If the two parties fail to win a big enough majority to go into a coalition, they will have to woo groups opposed to the bailout, raising fears that Greece will renege on its promises to international lenders and head down a path towards bankruptcy and an exit from the euro, with dire contagion risks for other crisis hit EU states like Spain and Italy.
A record 8-10 parties could enter parliament and four small groups are vying to become kingmakers after the poll.
Antonis Pavlakis, a 40-year-old bank employee said he wouldn’t vote for either New Democracy or PASOK.
“Why should I? My salary has been cut, my taxes have gone up and I‘m not sure I will still have a job,” he said, adding that his pay had been slashed by 15 percent.
PASOK leader Evangelos Venizelos appealed to voters to support the bailout to avoid economic disaster. “Greeks are holding in their hands the fate of the country, the fate of the next generation, not just the next four years but the next 20 years,” he said in an interview with Ta Nea.

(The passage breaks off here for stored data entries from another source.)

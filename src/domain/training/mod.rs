//! Training domain: persisted runs, transient jobs, trainer contract

mod entity;
mod repository;
mod trainer;

pub use entity::{
    InputDatasetSnapshot, JobId, JobStatus, NewTrainingRun, RunStatus, TrainingJob, TrainingRun,
};
pub use repository::TrainingRunRepository;
#[cfg(test)]
pub use trainer::MockModelTrainer;
pub use trainer::{
    Hyperparameters, ModelTrainer, OutcomeStatus, ProgressFn, SplitCounts, TrainingOutcome,
};
//! API error envelope

use axum::{
    http::StatusCode,
    response::{IntoResponse, Response},
    Json,
};
use serde::{Deserialize, Serialize};

use crate::domain::DomainError;

/// Coarse error classification exposed to clients
#[derive(Debug, Clone, Copy, PartialEq, Eq, Serialize, Deserialize)]
#[serde(rename_all = "snake_case")]
pub enum ApiErrorType {
    InvalidRequestError,
    NotFoundError,
    ConflictError,
    ServerError,
}

impl std::fmt::Display for ApiErrorType {
    fn fmt(&self, f: &mut std::fmt::Formatter<'_>) -> std::fmt::Result {
        match self {
            Self::InvalidRequestError => write!(f, "invalid_request_error"),
            Self::NotFoundError => write!(f, "not_found_error"),
            Self::ConflictError => write!(f, "conflict_error"),
            Self::ServerError => write!(f, "server_error"),
        }
    }
}

/// Error response body
#[derive(Debug, Clone, Serialize, Deserialize)]
pub struct ApiErrorResponse {
    pub error: ApiErrorDetail,
}

/// Error detail structure
#[derive(Debug, Clone, Serialize, Deserialize)]
pub struct ApiErrorDetail {
    pub message: String,
    #[serde(rename = "type")]
    pub error_type: ApiErrorType,
}

/// API error with status code
#[derive(Debug)]
pub struct ApiError {
    pub status: StatusCode,
    pub response: ApiErrorResponse,
}

impl ApiError {
    pub fn new(status: StatusCode, error_type: ApiErrorType, message: impl Into<String>) -> Self {
        Self {
            status,
            response: ApiErrorResponse {
                error: ApiErrorDetail {
                    message: message.into(),
                    error_type,
                },
            },
        }
    }

    pub fn bad_request(message: impl Into<String>) -> Self {
        Self::new(
            StatusCode::BAD_REQUEST,
            ApiErrorType::InvalidRequestError,
            message,
        )
    }

    pub fn not_found(message: impl Into<String>) -> Self {
        Self::new(StatusCode::NOT_FOUND, ApiErrorType::NotFoundError, message)
    }

    pub fn conflict(message: impl Into<String>) -> Self {
        Self::new(StatusCode::BAD_REQUEST, ApiErrorType::ConflictError, message)
    }

    pub fn internal(message: impl Into<String>) -> Self {
        Self::new(
            StatusCode::INTERNAL_SERVER_ERROR,
            ApiErrorType::ServerError,
            message,
        )
    }
}

impl IntoResponse for ApiError {
    fn into_response(self) -> Response {
        (self.status, Json(self.response)).into_response()
    }
}

impl From<DomainError> for ApiError {
    fn from(err: DomainError) -> Self {
        match &err {
            DomainError::NotFound { message } => Self::not_found(message),
            DomainError::Validation { message } => Self::bad_request(message),
            DomainError::Conflict { message } => Self::conflict(message),
            DomainError::Storage { message }
            | DomainError::Filesystem { message }
            | DomainError::Training { message }
            | DomainError::Internal { message } => Self::internal(message),
        }
    }
}

impl std::fmt::Display for ApiError {
    fn fmt(&self, f: &mut std::fmt::Formatter<'_>) -> std::fmt::Result {
        write!(
            f,
            "{}: {}",
            self.response.error.error_type, self.response.error.message
        )
    }
}

impl std::error::Error for ApiError {}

Venizelos negotiated the bailout as finance minister and has managed to claw back some of the support lost by discredited former prime minister George Papandreou. But PASOK’s support is expected to drop to 19 percent or less from the 44 percent it took in a landslide victory at the last election in 2009.

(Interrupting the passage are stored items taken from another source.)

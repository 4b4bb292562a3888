//! Project management endpoints

use axum::extract::{Path, State};
use axum::http::StatusCode;
use axum::Json;
use serde::Deserialize;

use crate::api::state::AppState;
use crate::api::types::ApiError;
use crate::domain::project::{Project, ProjectStatus};
use crate::infrastructure::services::{CreateProjectRequest, UpdateProjectRequest};

/// Request to create a project
#[derive(Debug, Clone, Deserialize)]
#[serde(rename_all = "camelCase")]
pub struct CreateProjectApiRequest {
    pub name: String,
    #[serde(default)]
    pub description: String,
    #[serde(default = "default_created_by")]
    pub created_by: String,
}

fn default_created_by() -> String {
    "system".to_string()
}

/// Request to update a project
#[derive(Debug, Clone, Default, Deserialize)]
#[serde(rename_all = "camelCase")]
pub struct UpdateProjectApiRequest {
    pub name: Option<String>,
    pub description: Option<String>,
    pub status: Option<ProjectStatus>,
}

pub async fn list_projects(State(state): State<AppState>) -> Result<Json<Vec<Project>>, ApiError> {
    let projects = state.project_service.list().await?;
    Ok(Json(projects))
}

pub async fn create_project(
    State(state): State<AppState>,
    Json(request): Json<CreateProjectApiRequest>,
) -> Result<(StatusCode, Json<Project>), ApiError> {
    let project = state
        .project_service
        .create(CreateProjectRequest {
            name: request.name,
            description: request.description,
            created_by: request.created_by,
        })
        .await?;
    Ok((StatusCode::CREATED, Json(project)))
}

pub async fn get_project(
    State(state): State<AppState>,
    Path(project_id): Path<i64>,
) -> Result<Json<Project>, ApiError> {
    let project = state.project_service.get(project_id).await?;
    Ok(Json(project))
}

pub async fn update_project(
    State(state): State<AppState>,
    Path(project_id): Path<i64>,
    Json(request): Json<UpdateProjectApiRequest>,
) -> Result<Json<Project>, ApiError> {
    let project = state
        .project_service
        .update(
            project_id,
            UpdateProjectRequest {
                name: request.name,
                description: request.description,
                status: request.status,
            },
        )
        .await?;
    Ok(Json(project))
}

pub async fn delete_project(
    State(state): State<AppState>,
    Path(project_id): Path<i64>,
) -> Result<StatusCode, ApiError> {
    state.project_service.delete(project_id).await?;
    Ok(StatusCode::NO_CONTENT)
}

New Democracy leader Antonis Samaras is expected to win about 25 percent of the vote but insists he wants to rule alone. Analysts say that if he comes close to the numbers he needs he may be tempted to push for another snap election.
His last public statement before the vote, in an article in Ta Nea, was typically uncompromising, sniping at PASOK’s economic record and showing little inclination to rule jointly with them.

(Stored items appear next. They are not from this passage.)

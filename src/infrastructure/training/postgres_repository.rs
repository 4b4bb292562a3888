//! PostgreSQL training run repository implementation

use async_trait::async_trait;
use sqlx::postgres::PgRow;
use sqlx::{PgPool, Row};

use crate::domain::error::DomainError;
use crate::domain::training::{
    InputDatasetSnapshot, NewTrainingRun, RunStatus, TrainingRun, TrainingRunRepository,
};

/// PostgreSQL-backed implementation of TrainingRunRepository
#[derive(Debug)]
pub struct PostgresTrainingRunRepository {
    pool: PgPool,
}

impl PostgresTrainingRunRepository {
    pub fn new(pool: PgPool) -> Self {
        Self { pool }
    }
}

fn row_to_run(row: &PgRow) -> Result<TrainingRun, DomainError> {
    let status: String = row.get("status");
    let input_datasets: serde_json::Value = row.get("input_datasets");
    let input_datasets: Vec<InputDatasetSnapshot> = serde_json::from_value(input_datasets)
        .map_err(|e| DomainError::storage(format!("Corrupt input_datasets column: {}", e)))?;

    Ok(TrainingRun {
        id: row.get("id"),
        job_id: row.get("job_id"),
        project_id: row.get("project_id"),
        model_id: row.get("model_id"),
        input_datasets,
        training_reason: row
            .get::<Option<String>, _>("training_reason")
            .unwrap_or_default(),
        hyperparameters: row.get("hyperparameters"),
        status: RunStatus::from_str_lossy(&status),
        created_by: row.get("created_by"),
        started_at: row.get("started_at"),
        completed_at: row.get("completed_at"),
        error_message: row.get("error_message"),
    })
}

#[async_trait]
impl TrainingRunRepository for PostgresTrainingRunRepository {
    async fn insert(&self, run: NewTrainingRun) -> Result<TrainingRun, DomainError> {
        let input_datasets = serde_json::to_value(&run.input_datasets)
            .map_err(|e| DomainError::storage(format!("Failed to serialize snapshots: {}", e)))?;

        let row = sqlx::query(
            r#"
            INSERT INTO training_runs
                (job_id, project_id, model_id, input_datasets, training_reason,
                 hyperparameters, status, created_by, started_at, completed_at, error_message)
            VALUES ($1, $2, $3, $4, $5, $6, $7, $8, $9, $10, $11)
            RETURNING *
            "#,
        )
        .bind(&run.job_id)
        .bind(run.project_id)
        .bind(run.model_id)
        .bind(&input_datasets)
        .bind(&run.training_reason)
        .bind(&run.hyperparameters)
        .bind(run.status.as_str())
        .bind(&run.created_by)
        .bind(run.started_at)
        .bind(run.completed_at)
        .bind(run.error_message.as_deref())
        .fetch_one(&self.pool)
        .await
        .map_err(|e| {
            if e.to_string().contains("duplicate key") {
                DomainError::conflict(format!(
                    "Training run for job '{}' already exists",
                    run.job_id
                ))
            } else {
                DomainError::storage(format!("Failed to insert training run: {}", e))
            }
        })?;

        row_to_run(&row)
    }

    async fn list(&self) -> Result<Vec<TrainingRun>, DomainError> {
        let rows = sqlx::query("SELECT * FROM training_runs ORDER BY started_at DESC, id DESC")
            .fetch_all(&self.pool)
            .await
            .map_err(|e| DomainError::storage(format!("Failed to list training runs: {}", e)))?;

        rows.iter().map(row_to_run).collect()
    }
}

Despite pressure across Europe to temper a drive for austerity - that has worsened recession - with measures to boost growth, EU paymaster Germany warned Greeks they could be forced out of the euro if they did not meet the terms of the bailout.
“If Greek voters were to vote for a majority that does not honor those agreements, then Greece will have to bear the consequences,” said German Finance Minister Wolfgang Schaeuble.
His remarks reflected wide concern in Europe about the consequences of the Greek vote but were likely to stoke the rage of Greeks who have burned German flags and carried effigies of Chancellor Angela Merkel in Nazi uniform because of Berlin’s tough insistence on austerity.
The troika of IMF, European Union and European Central bank lenders funding Greece’s bailout fear the election could put at risk the fiscal cuts and reforms it must deliver in exchange for the money it needs to stay solvent, including 11.7 billion euros of new savings due in June.
If Venizelos and Samaras fail to win a big enough majority to form a stable government, they are likely to turn first to the Democratic Left party of Fotis Kouvelis, most moderate of the four parties vying for third place.
If he refuses, they would have to woo even smaller groupings in what could be a long-drawn and uncertain period of negotiation after the vote.